Input for this task Start Marker
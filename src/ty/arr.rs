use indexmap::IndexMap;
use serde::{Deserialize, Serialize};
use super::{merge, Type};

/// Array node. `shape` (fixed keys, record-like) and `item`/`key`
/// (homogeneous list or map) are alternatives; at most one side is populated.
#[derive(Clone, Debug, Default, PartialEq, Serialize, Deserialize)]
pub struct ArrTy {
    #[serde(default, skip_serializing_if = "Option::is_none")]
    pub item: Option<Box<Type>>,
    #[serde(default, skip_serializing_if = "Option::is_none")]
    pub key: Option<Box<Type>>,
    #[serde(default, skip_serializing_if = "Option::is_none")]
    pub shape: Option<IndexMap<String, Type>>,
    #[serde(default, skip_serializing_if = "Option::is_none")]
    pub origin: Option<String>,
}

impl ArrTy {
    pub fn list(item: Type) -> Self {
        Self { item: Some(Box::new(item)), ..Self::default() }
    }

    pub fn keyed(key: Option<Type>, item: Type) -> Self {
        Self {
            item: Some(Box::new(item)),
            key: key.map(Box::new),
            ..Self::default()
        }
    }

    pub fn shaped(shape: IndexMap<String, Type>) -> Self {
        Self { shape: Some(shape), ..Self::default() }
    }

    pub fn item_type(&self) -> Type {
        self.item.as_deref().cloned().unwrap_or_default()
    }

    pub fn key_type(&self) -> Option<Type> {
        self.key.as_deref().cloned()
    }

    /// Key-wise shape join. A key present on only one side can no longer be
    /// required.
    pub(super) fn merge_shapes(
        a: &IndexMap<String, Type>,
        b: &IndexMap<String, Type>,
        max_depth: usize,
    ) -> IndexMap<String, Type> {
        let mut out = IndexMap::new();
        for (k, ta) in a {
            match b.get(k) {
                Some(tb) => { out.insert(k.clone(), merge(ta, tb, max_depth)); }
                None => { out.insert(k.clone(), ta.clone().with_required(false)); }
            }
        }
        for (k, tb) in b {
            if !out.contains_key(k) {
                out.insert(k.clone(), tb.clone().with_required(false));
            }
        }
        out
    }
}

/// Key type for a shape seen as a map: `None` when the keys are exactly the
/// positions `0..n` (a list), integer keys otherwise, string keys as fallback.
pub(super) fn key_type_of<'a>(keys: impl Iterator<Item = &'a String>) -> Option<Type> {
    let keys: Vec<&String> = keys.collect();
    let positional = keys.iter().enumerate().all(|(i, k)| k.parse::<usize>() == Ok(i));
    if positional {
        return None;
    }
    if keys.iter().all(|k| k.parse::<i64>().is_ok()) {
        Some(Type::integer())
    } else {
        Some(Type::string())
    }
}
Input for this task End Marker
Input for this task Start Marker
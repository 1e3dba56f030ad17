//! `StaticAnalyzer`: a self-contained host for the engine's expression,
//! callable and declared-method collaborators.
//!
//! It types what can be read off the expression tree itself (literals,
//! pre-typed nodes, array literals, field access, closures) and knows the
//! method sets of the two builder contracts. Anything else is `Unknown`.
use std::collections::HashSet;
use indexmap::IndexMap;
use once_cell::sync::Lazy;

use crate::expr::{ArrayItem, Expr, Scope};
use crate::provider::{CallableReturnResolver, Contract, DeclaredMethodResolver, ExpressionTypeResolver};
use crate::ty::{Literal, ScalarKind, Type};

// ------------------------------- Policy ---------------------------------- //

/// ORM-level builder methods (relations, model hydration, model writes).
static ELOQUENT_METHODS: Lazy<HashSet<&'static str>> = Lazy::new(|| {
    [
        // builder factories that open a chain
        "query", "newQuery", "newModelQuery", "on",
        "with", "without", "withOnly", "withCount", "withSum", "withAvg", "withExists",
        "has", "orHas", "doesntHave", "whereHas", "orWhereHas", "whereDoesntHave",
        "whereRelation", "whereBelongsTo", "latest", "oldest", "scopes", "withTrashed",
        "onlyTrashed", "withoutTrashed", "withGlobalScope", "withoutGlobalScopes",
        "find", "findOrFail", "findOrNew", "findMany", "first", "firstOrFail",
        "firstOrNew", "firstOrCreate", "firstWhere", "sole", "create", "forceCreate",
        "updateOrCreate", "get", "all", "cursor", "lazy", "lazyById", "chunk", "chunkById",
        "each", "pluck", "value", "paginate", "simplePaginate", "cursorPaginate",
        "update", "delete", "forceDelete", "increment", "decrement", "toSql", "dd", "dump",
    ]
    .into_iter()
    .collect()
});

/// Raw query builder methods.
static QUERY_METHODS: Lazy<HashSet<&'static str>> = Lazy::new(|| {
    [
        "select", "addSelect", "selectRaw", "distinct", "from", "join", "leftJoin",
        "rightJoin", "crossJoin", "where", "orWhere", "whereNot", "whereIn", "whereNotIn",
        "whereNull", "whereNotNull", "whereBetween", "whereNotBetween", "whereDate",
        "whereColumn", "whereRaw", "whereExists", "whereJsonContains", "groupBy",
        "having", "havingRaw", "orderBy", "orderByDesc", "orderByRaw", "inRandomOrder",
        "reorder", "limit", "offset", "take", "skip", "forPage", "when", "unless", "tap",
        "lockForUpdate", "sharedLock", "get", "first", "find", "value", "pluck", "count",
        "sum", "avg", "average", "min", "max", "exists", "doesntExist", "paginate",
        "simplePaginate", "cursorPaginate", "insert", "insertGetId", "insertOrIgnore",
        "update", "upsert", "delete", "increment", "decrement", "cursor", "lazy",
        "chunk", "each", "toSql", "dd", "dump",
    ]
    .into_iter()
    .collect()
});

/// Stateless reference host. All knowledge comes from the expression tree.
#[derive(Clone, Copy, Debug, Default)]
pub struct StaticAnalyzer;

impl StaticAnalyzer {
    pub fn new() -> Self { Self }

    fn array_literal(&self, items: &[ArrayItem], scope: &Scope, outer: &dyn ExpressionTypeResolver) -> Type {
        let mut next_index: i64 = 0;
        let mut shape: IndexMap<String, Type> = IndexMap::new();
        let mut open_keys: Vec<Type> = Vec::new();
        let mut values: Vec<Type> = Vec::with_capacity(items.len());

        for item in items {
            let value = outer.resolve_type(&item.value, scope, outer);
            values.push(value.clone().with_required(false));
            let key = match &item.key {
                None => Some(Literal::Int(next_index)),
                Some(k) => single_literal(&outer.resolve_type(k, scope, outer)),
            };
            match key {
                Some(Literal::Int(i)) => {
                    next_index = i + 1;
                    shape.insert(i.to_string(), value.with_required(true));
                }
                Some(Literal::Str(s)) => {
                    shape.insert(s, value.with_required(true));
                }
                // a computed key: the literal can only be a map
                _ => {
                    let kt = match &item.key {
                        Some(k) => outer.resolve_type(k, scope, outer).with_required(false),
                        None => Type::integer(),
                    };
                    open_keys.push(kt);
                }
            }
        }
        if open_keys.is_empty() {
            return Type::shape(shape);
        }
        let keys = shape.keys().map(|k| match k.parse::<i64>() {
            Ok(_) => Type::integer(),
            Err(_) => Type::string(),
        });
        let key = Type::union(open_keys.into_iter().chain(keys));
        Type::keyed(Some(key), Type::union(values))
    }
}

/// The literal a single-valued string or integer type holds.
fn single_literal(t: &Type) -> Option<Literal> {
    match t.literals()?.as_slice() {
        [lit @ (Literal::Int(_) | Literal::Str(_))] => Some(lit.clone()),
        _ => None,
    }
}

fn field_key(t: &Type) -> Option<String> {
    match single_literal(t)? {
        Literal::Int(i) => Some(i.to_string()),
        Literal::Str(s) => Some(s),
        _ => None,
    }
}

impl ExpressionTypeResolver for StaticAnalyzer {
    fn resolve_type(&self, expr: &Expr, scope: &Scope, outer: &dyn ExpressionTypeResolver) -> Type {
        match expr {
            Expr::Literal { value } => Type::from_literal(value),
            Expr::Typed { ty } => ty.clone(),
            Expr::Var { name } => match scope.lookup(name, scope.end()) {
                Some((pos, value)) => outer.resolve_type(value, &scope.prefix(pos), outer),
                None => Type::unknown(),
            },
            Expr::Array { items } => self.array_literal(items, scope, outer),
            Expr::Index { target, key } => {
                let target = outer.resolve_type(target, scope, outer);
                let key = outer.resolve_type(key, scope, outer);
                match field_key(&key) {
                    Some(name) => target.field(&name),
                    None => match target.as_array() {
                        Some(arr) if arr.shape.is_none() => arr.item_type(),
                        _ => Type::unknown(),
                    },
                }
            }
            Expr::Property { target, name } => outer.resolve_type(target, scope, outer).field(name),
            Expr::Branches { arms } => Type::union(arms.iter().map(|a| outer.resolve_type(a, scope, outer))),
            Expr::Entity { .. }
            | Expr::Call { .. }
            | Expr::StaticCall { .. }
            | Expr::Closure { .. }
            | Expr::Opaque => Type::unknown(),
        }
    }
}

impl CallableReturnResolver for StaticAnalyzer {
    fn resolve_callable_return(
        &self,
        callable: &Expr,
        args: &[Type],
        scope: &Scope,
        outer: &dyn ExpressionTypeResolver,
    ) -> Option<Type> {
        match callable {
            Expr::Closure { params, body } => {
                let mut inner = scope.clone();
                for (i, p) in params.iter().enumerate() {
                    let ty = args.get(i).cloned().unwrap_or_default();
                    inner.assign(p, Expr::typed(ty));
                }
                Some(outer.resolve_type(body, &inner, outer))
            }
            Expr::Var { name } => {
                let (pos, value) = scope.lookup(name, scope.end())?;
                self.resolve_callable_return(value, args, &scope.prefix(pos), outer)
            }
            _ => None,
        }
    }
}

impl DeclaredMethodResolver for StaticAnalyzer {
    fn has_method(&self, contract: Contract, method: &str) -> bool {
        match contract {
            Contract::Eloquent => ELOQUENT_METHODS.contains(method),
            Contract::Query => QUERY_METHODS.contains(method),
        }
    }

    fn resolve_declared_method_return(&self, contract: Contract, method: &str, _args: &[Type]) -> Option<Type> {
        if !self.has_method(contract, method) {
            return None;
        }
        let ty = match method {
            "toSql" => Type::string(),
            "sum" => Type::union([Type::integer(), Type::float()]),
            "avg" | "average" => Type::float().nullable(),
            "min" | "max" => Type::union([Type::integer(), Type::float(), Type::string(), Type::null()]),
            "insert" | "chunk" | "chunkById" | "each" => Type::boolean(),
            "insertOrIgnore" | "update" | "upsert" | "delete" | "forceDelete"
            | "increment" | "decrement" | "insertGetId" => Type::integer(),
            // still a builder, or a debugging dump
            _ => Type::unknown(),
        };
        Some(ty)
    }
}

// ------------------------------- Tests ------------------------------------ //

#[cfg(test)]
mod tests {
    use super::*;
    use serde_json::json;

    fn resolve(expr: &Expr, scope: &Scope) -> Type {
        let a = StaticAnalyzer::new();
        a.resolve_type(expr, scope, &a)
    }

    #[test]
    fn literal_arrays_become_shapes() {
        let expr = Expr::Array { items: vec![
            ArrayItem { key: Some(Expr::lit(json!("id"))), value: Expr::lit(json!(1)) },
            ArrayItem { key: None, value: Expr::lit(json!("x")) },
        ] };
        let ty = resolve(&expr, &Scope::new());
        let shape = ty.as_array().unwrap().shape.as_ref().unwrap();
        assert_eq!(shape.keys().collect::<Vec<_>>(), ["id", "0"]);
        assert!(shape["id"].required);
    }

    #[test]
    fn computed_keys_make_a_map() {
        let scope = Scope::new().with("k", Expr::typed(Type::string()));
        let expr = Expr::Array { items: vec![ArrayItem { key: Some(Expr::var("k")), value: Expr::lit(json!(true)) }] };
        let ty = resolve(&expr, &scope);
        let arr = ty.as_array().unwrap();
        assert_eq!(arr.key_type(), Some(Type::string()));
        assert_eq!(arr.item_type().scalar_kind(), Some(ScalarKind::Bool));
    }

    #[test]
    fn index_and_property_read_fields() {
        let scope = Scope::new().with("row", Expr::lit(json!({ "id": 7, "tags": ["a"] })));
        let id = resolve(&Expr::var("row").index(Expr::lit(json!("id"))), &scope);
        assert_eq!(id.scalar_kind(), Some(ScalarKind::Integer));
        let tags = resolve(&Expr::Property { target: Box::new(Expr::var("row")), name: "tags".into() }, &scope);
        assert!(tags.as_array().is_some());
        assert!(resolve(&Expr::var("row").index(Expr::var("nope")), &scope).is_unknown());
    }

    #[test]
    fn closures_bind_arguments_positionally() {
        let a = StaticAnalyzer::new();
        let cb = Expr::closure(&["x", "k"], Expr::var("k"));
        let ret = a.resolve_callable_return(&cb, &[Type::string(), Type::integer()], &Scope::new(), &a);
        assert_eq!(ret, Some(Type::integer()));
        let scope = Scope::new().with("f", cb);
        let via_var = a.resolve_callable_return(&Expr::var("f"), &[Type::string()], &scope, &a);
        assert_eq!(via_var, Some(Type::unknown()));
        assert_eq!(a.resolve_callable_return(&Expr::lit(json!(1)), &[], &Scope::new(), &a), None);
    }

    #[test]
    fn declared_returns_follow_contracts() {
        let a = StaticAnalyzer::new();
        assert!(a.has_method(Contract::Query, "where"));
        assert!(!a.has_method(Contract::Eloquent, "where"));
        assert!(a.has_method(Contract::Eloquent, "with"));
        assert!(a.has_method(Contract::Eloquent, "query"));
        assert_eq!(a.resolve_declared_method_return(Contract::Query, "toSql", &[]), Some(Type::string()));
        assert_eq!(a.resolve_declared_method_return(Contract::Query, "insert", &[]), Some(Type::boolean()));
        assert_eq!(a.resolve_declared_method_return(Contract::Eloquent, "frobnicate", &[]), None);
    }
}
Input for this task End Marker
### Assignment
Would you print exactly and only the lines of the material above that run from the line with "let ty = match" through the line with "a debugging dump", both included?

### Output for this task
        let ty = match method {
            "toSql" => Type::string(),
            "sum" => Type::union([Type::integer(), Type::float()]),
            "avg" | "average" => Type::float().nullable(),
            "min" | "max" => Type::union([Type::integer(), Type::float(), Type::string(), Type::null()]),
            "insert" | "chunk" | "chunkById" | "each" => Type::boolean(),
            "insertOrIgnore" | "update" | "upsert" | "delete" | "forceDelete"
            | "increment" | "decrement" | "insertGetId" => Type::integer(),
            // still a builder, or a debugging dump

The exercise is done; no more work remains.